Dies ist indes nicht Sinn des § 227 AO 1977. Es entspricht der Entscheidung des Gesetzgebers, dass der Grundsatz der Rechtssicherheit grundsätzlich den Vorrang haben soll vor dem Grundsatz der materiellen Gerechtigkeit im Einzelfall, wenn ein Steuerbescheid unanfechtbar geworden ist. Diese Grundsatzentscheidung des Gesetzgebers ist bei der Auslegung des § 227 AO 1977 zu berücksichtigen (vgl. BFH-Urteil in BFHE 150, 502, BStBl II 1988, 512, 513, rechte Spalte).

3. Das FG hat nicht geprüft, ob die (bestandskräftigen) Steuerfestsetzungen gegen die Klägerin offensichtlich und eindeutig unrichtig sind. Sollte es davon ausgegangen sein, diese Prüfung sei entbehrlich, weil nach dem BMF-Schreiben in BStBl I 2000, 433 die Grundsätze des BFH-Urteils in BFHE 185, 305, BStBl II 2000, 13 "in allen noch offenen Fällen anzuwenden" seien --was auch für das Erlassverfahren zu gelten habe--, so wäre dies (ebenfalls) rechtsfehlerhaft.
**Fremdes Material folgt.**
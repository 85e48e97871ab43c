//! FFmpeg-based chunk recorder adapter

use std::path::PathBuf;
use std::process::Stdio;
use std::sync::atomic::{AtomicBool, Ordering};
use std::sync::Arc;

use async_trait::async_trait;
use nix::sys::signal::{self, Signal};
use nix::unistd::Pid;
use tokio::io::AsyncReadExt;
use tokio::process::{Child, Command};
use tokio::sync::Mutex;
use tokio::task::JoinHandle;

use crate::application::ports::{
    ChunkRecorder, MediaStream, RecorderEvent, RecorderEventSender, RecorderFactory,
    RecorderOptions, RecordingError,
};
use crate::domain::recording::{Codec, MediaChunk, RecorderState};

/// Largest chunk forwarded per stdout read
const CHUNK_SIZE: usize = 64 * 1024;

/// Build FFmpeg args that encode `stream` and write it to stdout
pub fn build_args(stream: &MediaStream, options: RecorderOptions) -> Vec<String> {
    let mut args = vec![
        "-nostdin".to_string(),
        "-loglevel".to_string(),
        "error".to_string(),
        "-f".to_string(),
        stream.input_format.clone(),
        "-framerate".to_string(),
        stream.frame_rate.to_string(),
        "-i".to_string(),
        stream.input.clone(),
        "-an".to_string(),
    ];

    match options.codec {
        Codec::Vp9 => args.extend([
            "-c:v".to_string(),
            "libvpx-vp9".to_string(),
            "-b:v".to_string(),
            options.bits_per_second.to_string(),
            "-deadline".to_string(),
            "realtime".to_string(),
            "-cpu-used".to_string(),
            "8".to_string(),
            // Streamable output: no seeking back to write cues
            "-f".to_string(),
            "webm".to_string(),
        ]),
        // webm does not carry h264, matroska does
        Codec::H264 => args.extend([
            "-c:v".to_string(),
            "libx264".to_string(),
            "-b:v".to_string(),
            options.bits_per_second.to_string(),
            "-preset".to_string(),
            "ultrafast".to_string(),
            "-tune".to_string(),
            "zerolatency".to_string(),
            "-pix_fmt".to_string(),
            "yuv420p".to_string(),
            "-f".to_string(),
            "matroska".to_string(),
        ]),
    }

    args.push("pipe:1".to_string());
    args
}

/// Builds recorders that run FFmpeg
pub struct FfmpegRecorderFactory {
    ffmpeg_path: PathBuf,
}

impl FfmpegRecorderFactory {
    /// Create a factory using the given FFmpeg binary
    pub fn new(ffmpeg_path: impl Into<PathBuf>) -> Self {
        Self {
            ffmpeg_path: ffmpeg_path.into(),
        }
    }
}

impl Default for FfmpegRecorderFactory {
    fn default() -> Self {
        Self::new("ffmpeg")
    }
}

impl RecorderFactory for FfmpegRecorderFactory {
    type Recorder = FfmpegChunkRecorder;

    fn create(
        &self,
        stream: MediaStream,
        options: RecorderOptions,
        events: RecorderEventSender,
    ) -> Result<FfmpegChunkRecorder, RecordingError> {
        if stream.frame_rate == 0 {
            return Err(RecordingError::StartFailed(
                "Frame rate must be positive".to_string(),
            ));
        }
        Ok(FfmpegChunkRecorder {
            ffmpeg_path: self.ffmpeg_path.clone(),
            args: build_args(&stream, options),
            events,
            pid: Arc::new(Mutex::new(None)),
            pump: Mutex::new(None),
            is_recording: Arc::new(AtomicBool::new(false)),
        })
    }
}

/// One FFmpeg process per recording cycle, its stdout forwarded as chunks
pub struct FfmpegChunkRecorder {
    ffmpeg_path: PathBuf,
    args: Vec<String>,
    events: RecorderEventSender,
    /// Pid of the running process, cleared when it exits
    pid: Arc<Mutex<Option<u32>>>,
    /// Task that owns the child and pumps its output
    pump: Mutex<Option<JoinHandle<()>>>,
    is_recording: Arc<AtomicBool>,
}

impl FfmpegChunkRecorder {
    /// Args the process is started with
    pub fn args(&self) -> &[String] {
        &self.args
    }

    fn spawn_ffmpeg(&self) -> Result<Child, RecordingError> {
        Command::new(&self.ffmpeg_path)
            .args(&self.args)
            .stdin(Stdio::null())
            .stdout(Stdio::piped())
            .stderr(Stdio::piped())
            .kill_on_drop(true)
            .spawn()
            .map_err(|e| {
                if e.kind() == std::io::ErrorKind::NotFound {
                    RecordingError::FfmpegNotFound
                } else {
                    RecordingError::StartFailed(e.to_string())
                }
            })
    }

    /// Forward stdout until EOF, wait for exit, then report `Stopped`
    async fn pump(
        mut child: Child,
        events: RecorderEventSender,
        pid: Arc<Mutex<Option<u32>>>,
        is_recording: Arc<AtomicBool>,
    ) {
        let stderr = child.stderr.take().map(|mut stderr| {
            tokio::spawn(async move {
                let mut buf = Vec::new();
                let _ = stderr.read_to_end(&mut buf).await;
                buf
            })
        });

        if let Some(mut stdout) = child.stdout.take() {
            let mut buf = vec![0u8; CHUNK_SIZE];
            loop {
                match stdout.read(&mut buf).await {
                    Ok(0) => break,
                    Ok(n) => {
                        let chunk = MediaChunk::from(&buf[..n]);
                        if events.send(RecorderEvent::DataAvailable(chunk)).is_err() {
                            break;
                        }
                    }
                    Err(e) => {
                        tracing::warn!(error = %e, "reading ffmpeg output failed");
                        break;
                    }
                }
            }
        }

        match child.wait().await {
            Ok(status) if status.success() => tracing::debug!("ffmpeg exited"),
            Ok(status) => {
                let message = match stderr {
                    Some(task) => task.await.unwrap_or_default(),
                    None => Vec::new(),
                };
                let message = String::from_utf8_lossy(&message);
                tracing::warn!(
                    %status,
                    message = message.lines().last().unwrap_or("unknown error"),
                    "ffmpeg exited with error"
                );
            }
            Err(e) => tracing::warn!(error = %e, "waiting for ffmpeg failed"),
        }

        *pid.lock().await = None;
        is_recording.store(false, Ordering::SeqCst);
        let _ = events.send(RecorderEvent::Stopped);
    }
}

#[async_trait]
impl ChunkRecorder for FfmpegChunkRecorder {
    async fn start(&self) -> Result<(), RecordingError> {
        let mut pid_guard = self.pid.lock().await;
        if pid_guard.is_some() {
            return Err(RecordingError::StartFailed(
                "Recording already in progress".to_string(),
            ));
        }

        let child = self.spawn_ffmpeg()?;
        *pid_guard = child.id();
        self.is_recording.store(true, Ordering::SeqCst);
        drop(pid_guard);

        tracing::debug!(args = ?self.args, "ffmpeg started");
        let task = tokio::spawn(Self::pump(
            child,
            self.events.clone(),
            Arc::clone(&self.pid),
            Arc::clone(&self.is_recording),
        ));
        *self.pump.lock().await = Some(task);

        Ok(())
    }

    async fn stop(&self) -> Result<(), RecordingError> {
        let pid = self
            .pid
            .lock()
            .await
            .ok_or_else(|| RecordingError::StopFailed("No recording in progress".to_string()))?;

        self.is_recording.store(false, Ordering::SeqCst);

        // SIGINT lets FFmpeg flush and close the container
        let raw = i32::try_from(pid)
            .map_err(|_| RecordingError::StopFailed(format!("Invalid pid {}", pid)))?;
        signal::kill(Pid::from_raw(raw), Signal::SIGINT)
            .map_err(|e| RecordingError::StopFailed(format!("Signal failed: {}", e)))?;

        Ok(())
    }

    fn state(&self) -> RecorderState {
        if self.is_recording.load(Ordering::SeqCst) {
            RecorderState::Recording
        } else {
            RecorderState::Inactive
        }
    }
}

impl Drop for FfmpegChunkRecorder {
    fn drop(&mut self) {
        // Aborting the pump drops the child, which kills it
        if let Some(task) = self.pump.get_mut().take() {
            task.abort();
        }
    }
}

#[cfg(test)]
mod tests {
    use super::*;
    use crate::application::ports::RecorderEvents;

    fn stream() -> MediaStream {
        MediaStream {
            input_format: "x11grab".to_string(),
            input: ":0.0".to_string(),
            frame_rate: 60,
        }
    }

    fn options(codec: Codec) -> RecorderOptions {
        RecorderOptions {
            bits_per_second: 100_000_000,
            codec,
        }
    }

    #[test]
    fn vp9_args_write_webm_to_stdout() {
        let args = build_args(&stream(), options(Codec::Vp9));
        let joined = args.join(" ");

        assert!(joined.contains("-f x11grab -framerate 60 -i :0.0 -an"));
        assert!(joined.contains("-c:v libvpx-vp9 -b:v 100000000"));
        assert!(joined.contains("-f webm"));
        assert_eq!(args.last().map(String::as_str), Some("pipe:1"));
    }

    #[test]
    fn h264_args_use_matroska() {
        let args = build_args(&stream(), options(Codec::H264));
        let joined = args.join(" ");

        assert!(joined.contains("-c:v libx264"));
        assert!(joined.contains("-f matroska"));
        assert!(!joined.contains("libvpx"));
    }

    #[test]
    fn zero_frame_rate_is_rejected() {
        let (tx, _rx) = RecorderEvents::channel();
        let mut bad = stream();
        bad.frame_rate = 0;
        let result = FfmpegRecorderFactory::default().create(bad, options(Codec::Vp9), tx);
        assert!(matches!(result, Err(RecordingError::StartFailed(_))));
    }

    #[tokio::test]
    async fn missing_binary_is_reported() {
        let (tx, _rx) = RecorderEvents::channel();
        let recorder = FfmpegRecorderFactory::new("/nonexistent/ffmpeg-binary")
            .create(stream(), options(Codec::Vp9), tx)
            .unwrap();

        let err = recorder.start().await.unwrap_err();
        assert!(matches!(err, RecordingError::FfmpegNotFound));
        assert_eq!(recorder.state(), RecorderState::Inactive);
    }

    #[tokio::test]
    async fn stop_without_start_fails() {
        let (tx, _rx) = RecorderEvents::channel();
        let recorder = FfmpegRecorderFactory::default()
            .create(stream(), options(Codec::Vp9), tx)
            .unwrap();

        assert!(matches!(
            recorder.stop().await,
            Err(RecordingError::StopFailed(_))
        ));
    }

    #[tokio::test]
    async fn output_is_forwarded_then_stopped() {
        // `sh -c 'printf ...'` stands in for ffmpeg; the args are ignored
        let (tx, mut rx) = RecorderEvents::channel();
        let recorder = FfmpegChunkRecorder {
            ffmpeg_path: PathBuf::from("sh"),
            args: vec!["-c".to_string(), "printf abc".to_string()],
            events: tx,
            pid: Arc::new(Mutex::new(None)),
            pump: Mutex::new(None),
            is_recording: Arc::new(AtomicBool::new(false)),
        };

        recorder.start().await.unwrap();

        let mut data = Vec::new();
        loop {
            match rx.recv().await.unwrap() {
                RecorderEvent::DataAvailable(chunk) => data.extend_from_slice(chunk.data()),
                RecorderEvent::Stopped => break,
            }
        }
        assert_eq!(data, b"abc");
        assert_eq!(recorder.state(), RecorderState::Inactive);
    }
}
Damit hätte das FG seinen Überprüfungsspielraum nach § 102 FGO und seinen Auslegungsspielraum überschritten.

Denn zum einen ist ein FG gemäß § 102 FGO bei der Prüfung einer Ermessensentscheidung nach § 227 AO 1977 auf die Feststellung von Ermessensfehlern beschränkt und darf nicht seine eigene Ermessensentscheidung an die Stelle der Ermessensentscheidung des FA setzen (vgl. Beschluss des Gemeinsamen Senats der obersten Gerichtshöfe des Bundes vom 19. Oktober 1971 GmS-OGB 3/70, BFHE 105, 101, BStBl II 1972, 603; BFH-Urteil vom 23. Oktober 2003 V R 2/02, BFHE 203, 410, BStBl II 2004, 39).

Zum anderen ist für die Auslegung einer Verwaltungsvorschrift nicht maßgeblich, wie das FG eine solche Verwaltungsanweisung versteht, sondern wie die Verwaltung sie verstanden hat und verstanden wissen wollte. Das FG darf daher Verwaltungsanweisungen nicht selbst auslegen, sondern nur darauf überprüfen, ob die Auslegung durch die Behörde möglich ist (vgl. BFH-Beschluss vom 4. Juni 2003 VII B 138/01, BFHE 202, 231, BStBl II 2003, 790, unter II. 2. c, m.w.N.). Die Auslegung des FA in der Einspruchsentscheidung, vorliegend sei kein "offener Fall" im Sinne des bezeichneten BMF-Schreibens gegeben, war möglich.

4. Das FG-Urteil kann mithin keinen Bestand haben. Die Klage ist vielmehr abzuweisen.